Development of a Reliable Surgical Quality Assurance System for 2-stage Esophagectomy in Randomized Controlled Trials.

Ann Surg 2020 Mar 27. Epub 2020 Mar 27.

Department of Surgery & Cancer, Imperial College London, United Kingdom.

Objective: The aim was to develop a reliable surgical quality assurance system for 2-stage esophagectomy. This development was conducted during the pilot phase of the multicenter ROMIO trial, collaborating with international experts.

Summary Of Background Data: There is evidence that the quality of surgical performance in randomized controlled trials influences clinical outcomes, quality of lymphadenectomy and loco-regional recurrence.

Methods: Standardization of 2-stage esophagectomy was based on structured observations, semi-structured interviews, hierarchical task analysis, and a Delphi consensus process. This standardization provided the structure for the operation manual and video and photographic assessment tools. Reliability was examined using generalizability theory.
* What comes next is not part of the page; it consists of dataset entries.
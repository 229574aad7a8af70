//! Templated route-rewriting reverse proxy.
//!
//! Forwards each request to the upstream of its matched route, asserting the
//! caller's identity through `X-Grafana-*` headers and filling route header,
//! query and body templates from route data and the caller.
//!
//! # Architecture Overview
//!
//! ```text
//!     Client Request
//!     ──────▶ http server ──▶ access control ──▶ routing ──▶ director ──▶ forward ──▶ Upstream
//!                                 (caller)        (route)    rewrite               │
//!                                                            compose               │
//!                                                            sanitize              │
//!     Client Response                                                              │
//!     ◀──────────────────────────────────────────────────────────────────────────────┘
//!
//!     Cross-cutting: config + watcher, observability, lifecycle
//! ```

use clap::Parser;
use std::path::PathBuf;
use tokio::net::TcpListener;
use tokio::sync::mpsc;

use route_proxy::config::{load_config, ConfigWatcher, ProxyConfig};
use route_proxy::http::HttpServer;
use route_proxy::lifecycle::Shutdown;
use route_proxy::observability::{logging, metrics};

#[derive(Parser)]
#[command(name = "route-proxy")]
#[command(about = "Reverse proxy with identity headers and templated routes", long_about = None)]
struct Cli {
    /// Path to the TOML configuration file; reloaded on change.
    #[arg(short, long)]
    config: Option<PathBuf>,

    /// Validate the configuration and exit.
    #[arg(long)]
    check: bool,
}

#[tokio::main]
async fn main() -> Result<(), Box<dyn std::error::Error>> {
    let cli = Cli::parse();

    let config = match &cli.config {
        Some(path) => load_config(path)?,
        None => ProxyConfig::default(),
    };

    if cli.check {
        println!("configuration OK: {} route(s)", config.routes.len());
        return Ok(());
    }

    logging::init(&config.observability.log_level);
    tracing::info!("route-proxy v{} starting", env!("CARGO_PKG_VERSION"));
    tracing::info!(
        bind_address = %config.listener.bind_address,
        routes = config.routes.len(),
        request_timeout_secs = config.timeouts.request_secs,
        "Configuration loaded"
    );

    if config.observability.metrics_enabled {
        match config.observability.metrics_address.parse() {
            Ok(addr) => metrics::init_metrics(addr),
            Err(_) => tracing::error!(
                metrics_address = %config.observability.metrics_address,
                "Failed to parse metrics address"
            ),
        }
    }

    // The watcher handle must outlive the server for reloads to keep flowing.
    let (config_updates, _watcher) = match &cli.config {
        Some(path) => {
            let (watcher, rx) = ConfigWatcher::new(path);
            (rx, Some(watcher.run()?))
        }
        None => {
            let (_, rx) = mpsc::unbounded_channel();
            (rx, None)
        }
    };

    let listener = TcpListener::bind(&config.listener.bind_address).await?;
    tracing::info!(address = %listener.local_addr()?, "Listening for connections");

    let shutdown = Shutdown::new();
    let server = HttpServer::new(config)?;
    let server_shutdown = shutdown.subscribe();
    shutdown.trigger_on_signal();

    server.run(listener, config_updates, server_shutdown).await?;

    tracing::info!("Shutdown complete");
    Ok(())
}
use axum::{
    extract::{Request, State},
    middleware::Next,
    response::Response,
};
use axum_extra::extract::CookieJar;

use crate::{
    api::state::AppState,
    auth::SESSION_COOKIE,
    error::AppError,
};

/// The signed-in owner, resolved from the session cookie and handed to
/// handlers as a request extension.
#[derive(Clone, Debug)]
pub struct CurrentAdmin {
    pub username: String,
    /// Raw session token, needed to keep this session alive when others are revoked.
    pub token: String,
}

pub async fn require_auth(
    State(state): State<AppState>,
    jar: CookieJar,
    mut request: Request,
    next: Next,
) -> Result<Response, AppError> {
    let session_cookie = jar
        .get(SESSION_COOKIE)
        .ok_or(AppError::Unauthorized)?;

    let session = state.service_context.auth_service
        .validate_session(session_cookie.value())
        .await?
        .ok_or(AppError::Unauthorized)?;

    request.extensions_mut().insert(CurrentAdmin {
        username: session.username,
        token: session_cookie.value().to_string(),
    });

    Ok(next.run(request).await)
}

/// Blocks everything behind it until the default password has been replaced.
pub async fn require_password_changed(
    State(state): State<AppState>,
    request: Request,
    next: Next,
) -> Result<Response, AppError> {
    if state.service_context.auth_service.is_force_password_change().await? {
        return Err(AppError::PasswordChangeRequired);
    }

    Ok(next.run(request).await)
}
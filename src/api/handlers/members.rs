use axum::{
    extract::{Path, Query, State},
    http::StatusCode,
    Json,
};
use serde::Serialize;

use crate::{
    api::state::AppState,
    domain::{Member, MemberFilter, MemberForm},
    error::{AppError, Result},
};

#[derive(Debug, Serialize)]
pub struct ListResponse {
    members: Vec<Member>,
    total: usize,
}

/// `?search=&status=all|active|expired&sort=end_date|newest`
pub async fn list(
    State(state): State<AppState>,
    Query(filter): Query<MemberFilter>,
) -> Result<Json<ListResponse>> {
    let members = state.service_context.member_service
        .list_members(&filter)
        .await?;

    let total = members.len();
    Ok(Json(ListResponse { members, total }))
}

pub async fn get(
    State(state): State<AppState>,
    Path(id): Path<i64>,
) -> Result<Json<Member>> {
    let member = state.service_context.member_service
        .get_member(id)
        .await?
        .ok_or_else(|| AppError::NotFound("Member not found".to_string()))?;

    Ok(Json(member))
}

pub async fn create(
    State(state): State<AppState>,
    Json(form): Json<MemberForm>,
) -> Result<(StatusCode, Json<Member>)> {
    let member = state.service_context.member_service
        .create_member(form)
        .await?;

    Ok((StatusCode::CREATED, Json(member)))
}

pub async fn update(
    State(state): State<AppState>,
    Path(id): Path<i64>,
    Json(form): Json<MemberForm>,
) -> Result<Json<Member>> {
    let member = state.service_context.member_service
        .update_member(id, form)
        .await?;

    Ok(Json(member))
}

/// Payments go with the member.
pub async fn delete(
    State(state): State<AppState>,
    Path(id): Path<i64>,
) -> Result<StatusCode> {
    state.service_context.member_service
        .delete_member(id)
        .await?;

    Ok(StatusCode::NO_CONTENT)
}
use chrono::NaiveDate;
use serde::{Deserialize, Serialize};

use super::{Member, MemberStatus, PaymentMethod};

#[derive(Debug, Clone, Serialize, Deserialize)]
pub struct RenewalRequest {
    pub plan_type: String,
    pub plan_price: String,
    /// Defaults to the day after the current end date for a running
    /// membership, or today for an expired one.
    #[serde(default)]
    pub start_date: Option<String>,
    #[serde(default = "default_record_payment")]
    pub record_payment: bool,
    #[serde(default)]
    pub payment_method: PaymentMethod,
    #[serde(default)]
    pub payment_notes: Option<String>,
}

fn default_record_payment() -> bool {
    true
}

/// Values a renewal form is prefilled with.
#[derive(Debug, Clone, Serialize, Deserialize, PartialEq)]
pub struct RenewalPreview {
    pub member_id: i64,
    pub current_plan_type: String,
    pub current_plan_price: f64,
    pub current_end_date: NaiveDate,
    pub status: MemberStatus,
    pub plan_type: String,
    pub start_date: NaiveDate,
    pub end_date: NaiveDate,
}

#[derive(Debug, Clone, Serialize)]
pub struct RenewalOutcome {
    pub member: Member,
    pub payment_recorded: bool,
}
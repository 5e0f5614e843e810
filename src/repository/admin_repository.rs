use async_trait::async_trait;
use chrono::{DateTime, NaiveDateTime, Utc};
use sqlx::FromRow;

use crate::{
    db::Database,
    domain::AdminUser,
    error::{AppError, Result},
    repository::AdminRepository,
};

#[derive(FromRow)]
struct AdminRow {
    id: i64,
    username: String,
    password_hash: String,
    created_at: NaiveDateTime,
}

pub struct SqliteAdminRepository {
    db: Database,
}

impl SqliteAdminRepository {
    pub fn new(db: Database) -> Self {
        Self { db }
    }

    fn row_to_admin(row: AdminRow) -> AdminUser {
        AdminUser {
            id: row.id,
            username: row.username,
            password_hash: row.password_hash,
            created_at: DateTime::from_naive_utc_and_offset(row.created_at, Utc),
        }
    }
}

#[async_trait]
impl AdminRepository for SqliteAdminRepository {
    async fn find_by_username(&self, username: &str) -> Result<Option<AdminUser>> {
        let row: Option<AdminRow> = self
            .db
            .fetch_one(
                "SELECT id, username, password_hash, created_at FROM admin_users WHERE username = ?",
                &[username.into()],
            )
            .await?;

        Ok(row.map(Self::row_to_admin))
    }

    async fn any_exists(&self) -> Result<bool> {
        let row: Option<(i64,)> = self
            .db
            .fetch_one("SELECT id FROM admin_users LIMIT 1", &[])
            .await?;

        Ok(row.is_some())
    }

    async fn create(&self, username: &str, password_hash: &str) -> Result<AdminUser> {
        let now = Utc::now().naive_utc().format("%Y-%m-%dT%H:%M:%S").to_string();

        self.db
            .execute(
                "INSERT INTO admin_users (username, password_hash, created_at) VALUES (?, ?, ?)",
                &[username.into(), password_hash.into(), now.into()],
            )
            .await?;

        self.find_by_username(username).await?.ok_or_else(|| {
            AppError::Database("Failed to retrieve created admin".to_string())
        })
    }

    async fn update_password_hash(&self, username: &str, password_hash: &str) -> Result<bool> {
        let result = self
            .db
            .execute(
                "UPDATE admin_users SET password_hash = ? WHERE username = ?",
                &[password_hash.into(), username.into()],
            )
            .await?;

        Ok(result.rows_affected > 0)
    }
}
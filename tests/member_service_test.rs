mod common;

use common::{days_from_today, iso, member_form, test_context};
use gymkeeper::{
    domain::{MemberFilter, MemberSort, MemberStatus, RecordPaymentRequest, StatusFilter},
    error::AppError,
};

#[tokio::test]
async fn test_member_crud() -> anyhow::Result<()> {
    let ctx = test_context().await?;
    let members = &ctx.member_service;

    let start = days_from_today(-3);
    let mut form = member_form("Jane Doe", start, days_from_today(27));
    form.national_id = Some("29801011234567".to_string());

    let member = members.create_member(form.clone()).await?;
    assert_eq!(member.full_name, "Jane Doe");
    assert_eq!(member.status, MemberStatus::Active);
    assert_eq!(member.join_date, days_from_today(0));
    assert_eq!(member.national_id.as_deref(), Some("29801011234567"));

    let found = members.get_member(member.id).await?;
    assert_eq!(found.as_ref(), Some(&member));

    form.full_name = "Jane Smith".to_string();
    form.plan_price = "350.5".to_string();
    let updated = members.update_member(member.id, form).await?;
    assert_eq!(updated.full_name, "Jane Smith");
    assert_eq!(updated.plan_price, 350.5);
    assert_eq!(updated.join_date, member.join_date);

    members.delete_member(member.id).await?;
    assert!(members.get_member(member.id).await?.is_none());

    Ok(())
}

#[tokio::test]
async fn test_create_derives_end_date_from_plan() -> anyhow::Result<()> {
    let ctx = test_context().await?;

    let mut form = member_form("Omar", days_from_today(0), days_from_today(0));
    form.start_date = "2024-01-31".to_string();
    form.end_date = None;
    form.plan_type = "1 month".to_string();

    let member = ctx.member_service.create_member(form).await?;
    assert_eq!(iso(member.end_date), "2024-02-29");
    assert_eq!(member.status, MemberStatus::Expired);

    Ok(())
}

#[tokio::test]
async fn test_invalid_member_is_not_saved() -> anyhow::Result<()> {
    let ctx = test_context().await?;

    let mut form = member_form("  ", days_from_today(0), days_from_today(-1));
    form.plan_price = "-10".to_string();

    let err = ctx.member_service.create_member(form).await.unwrap_err();
    match err {
        AppError::Validation(errors) => {
            assert!(errors.contains(&"Full name is required.".to_string()));
            assert!(errors.contains(&"Plan price must be a non-negative number.".to_string()));
            assert!(errors.contains(&"End date must be after start date.".to_string()));
        }
        other => panic!("expected validation error, got {:?}", other),
    }

    let all = ctx.member_service.list_members(&MemberFilter::default()).await?;
    assert!(all.is_empty());

    Ok(())
}

#[tokio::test]
async fn test_mutating_missing_member_is_not_found() -> anyhow::Result<()> {
    let ctx = test_context().await?;

    let form = member_form("Ghost", days_from_today(0), days_from_today(30));
    assert!(matches!(
        ctx.member_service.update_member(999, form).await,
        Err(AppError::NotFound(_))
    ));
    assert!(matches!(
        ctx.member_service.delete_member(999).await,
        Err(AppError::NotFound(_))
    ));
    assert!(ctx.member_service.get_member(999).await?.is_none());

    Ok(())
}

#[tokio::test]
async fn test_delete_cascades_to_payments() -> anyhow::Result<()> {
    let ctx = test_context().await?;

    let member = ctx.member_service
        .create_member(member_form("Mona Ali", days_from_today(-1), days_from_today(29)))
        .await?;

    for amount in [300.0, 150.0] {
        ctx.payment_service
            .record_payment(member.id, RecordPaymentRequest {
                amount,
                date: None,
                method: Default::default(),
                notes: None,
            })
            .await?;
    }
    assert_eq!(ctx.payment_service.list_for_member(member.id).await?.len(), 2);

    ctx.member_service.delete_member(member.id).await?;

    let orphans: i64 = sqlx::query_scalar("SELECT COUNT(*) FROM payments WHERE member_id = ?")
        .bind(member.id)
        .fetch_one(ctx.db.pool())
        .await?;
    assert_eq!(orphans, 0);

    Ok(())
}

#[tokio::test]
async fn test_list_filters_and_sorts() -> anyhow::Result<()> {
    let ctx = test_context().await?;
    let members = &ctx.member_service;

    let later = members
        .create_member(member_form("Ahmed Hassan", days_from_today(-5), days_from_today(25)))
        .await?;
    let sooner = members
        .create_member(member_form("Sara Ahmed", days_from_today(-20), days_from_today(3)))
        .await?;
    let expired = members
        .create_member(member_form("Omar Samy", days_from_today(-60), days_from_today(-2)))
        .await?;

    let by_end_date = members.list_members(&MemberFilter::default()).await?;
    let ids: Vec<i64> = by_end_date.iter().map(|m| m.id).collect();
    assert_eq!(ids, vec![expired.id, sooner.id, later.id]);

    let newest = members
        .list_members(&MemberFilter { sort: MemberSort::Newest, ..Default::default() })
        .await?;
    assert_eq!(newest[0].id, expired.id);

    let search = members
        .list_members(&MemberFilter { search: Some("ahmed".to_string()), ..Default::default() })
        .await?;
    assert_eq!(search.len(), 2);

    let only_expired = members
        .list_members(&MemberFilter { status: StatusFilter::Expired, ..Default::default() })
        .await?;
    assert_eq!(only_expired.len(), 1);
    assert_eq!(only_expired[0].id, expired.id);

    Ok(())
}

#[tokio::test]
async fn test_refresh_statuses_is_idempotent() -> anyhow::Result<()> {
    let ctx = test_context().await?;

    // Saved as active despite an end date in the past.
    let mut form = member_form("Stale", days_from_today(-40), days_from_today(-10));
    form.status = Some(MemberStatus::Active);
    let stale = ctx.member_service.create_member(form).await?;
    assert_eq!(stale.status, MemberStatus::Active);

    ctx.member_service
        .create_member(member_form("Fresh", days_from_today(0), days_from_today(30)))
        .await?;

    assert_eq!(ctx.member_service.refresh_statuses().await?, 1);
    assert_eq!(ctx.member_service.refresh_statuses().await?, 0);

    let refreshed = ctx.member_service.get_member(stale.id).await?.unwrap();
    assert_eq!(refreshed.status, MemberStatus::Expired);

    Ok(())
}

#[tokio::test]
async fn test_member_ending_today_is_still_active() -> anyhow::Result<()> {
    let ctx = test_context().await?;

    let member = ctx.member_service
        .create_member(member_form("Last Day", days_from_today(-30), days_from_today(0)))
        .await?;
    assert_eq!(member.status, MemberStatus::Active);

    ctx.member_service.refresh_statuses().await?;
    let member = ctx.member_service.get_member(member.id).await?.unwrap();
    assert_eq!(member.status, MemberStatus::Active);

    Ok(())
}

#[tokio::test]
async fn test_dashboard_and_reminders() -> anyhow::Result<()> {
    let ctx = test_context().await?;
    let members = &ctx.member_service;

    let soon = members
        .create_member(member_form("Soon", days_from_today(-25), days_from_today(5)))
        .await?;
    let edge = members
        .create_member(member_form("Edge", days_from_today(-23), days_from_today(7)))
        .await?;
    members
        .create_member(member_form("Later", days_from_today(-10), days_from_today(20)))
        .await?;
    members
        .create_member(member_form("Gone", days_from_today(-40), days_from_today(-1)))
        .await?;

    ctx.payment_service
        .record_payment(soon.id, RecordPaymentRequest {
            amount: 300.0,
            date: None,
            method: Default::default(),
            notes: Some("  ".to_string()),
        })
        .await?;

    let reminders = members.expiring_soon().await?;
    let ids: Vec<i64> = reminders.iter().map(|m| m.id).collect();
    assert_eq!(ids, vec![soon.id, edge.id]);

    let summary = members.dashboard().await?;
    assert_eq!(summary.active_members, 3);
    assert_eq!(summary.expiring_soon_count, 2);
    assert_eq!(summary.monthly_revenue, 300.0);

    Ok(())
}

#[tokio::test]
async fn test_payment_validation() -> anyhow::Result<()> {
    let ctx = test_context().await?;

    let member = ctx.member_service
        .create_member(member_form("Payer", days_from_today(0), days_from_today(30)))
        .await?;

    let err = ctx.payment_service
        .record_payment(member.id, RecordPaymentRequest {
            amount: 0.0,
            date: Some("2024-13-01".to_string()),
            method: Default::default(),
            notes: None,
        })
        .await
        .unwrap_err();
    match err {
        AppError::Validation(errors) => assert_eq!(errors.len(), 2),
        other => panic!("expected validation error, got {:?}", other),
    }

    let missing = ctx.payment_service
        .record_payment(999, RecordPaymentRequest {
            amount: 10.0,
            date: None,
            method: Default::default(),
            notes: None,
        })
        .await;
    assert!(matches!(missing, Err(AppError::NotFound(_))));
    assert!(ctx.payment_service.list_for_member(member.id).await?.is_empty());

    Ok(())
}

#[tokio::test]
async fn test_search_treats_wildcards_literally() -> anyhow::Result<()> {
    let ctx = test_context().await?;
    let members = &ctx.member_service;

    members
        .create_member(member_form("Ahmed Hassan", days_from_today(0), days_from_today(30)))
        .await?;
    let underscored = members
        .create_member(member_form("sara_ali", days_from_today(0), days_from_today(30)))
        .await?;

    let search = |text: &str| MemberFilter { search: Some(text.to_string()), ..Default::default() };

    let found = members.list_members(&search("_")).await?;
    assert_eq!(found.iter().map(|m| m.id).collect::<Vec<_>>(), vec![underscored.id]);

    assert!(members.list_members(&search("%")).await?.is_empty());
    assert_eq!(members.list_members(&search("a_a")).await?.len(), 1);

    Ok(())
}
Results: Hierarchical task analysis for 2-stage esophagectomy comprised fifty-four steps. Consensus (75%) agreement was reached on thirty-nine steps, whereas fifteen steps had a majority decision. An operation manual and record were created. A thirty five-item video assessment tool was developed that assessed the process (safety and efficiency) and quality of the end product (anatomy exposed and lymphadenectomy performed) of the operation. The quality of the end product section was used as a twenty seven-item photographic assessment tool. Thirty-one videos and fifty-three photographic series were submitted from the ROMIO pilot phase for assessment. The overall G-coefficient for the video assessment tool was 0.744, and for the photographic assessment tool was 0.700.

Conclusions: A reliable surgical quality assurance system for 2-stage esophagectomy has been developed for surgical oncology randomized controlled trials.

Ethical Approval: 11/NW/0895 and confirmed locally as appropriate, 12/SW/0161, 16/SW/0098.

Trial Registration Number: ISRCTN59036820, ISRCTN10386621.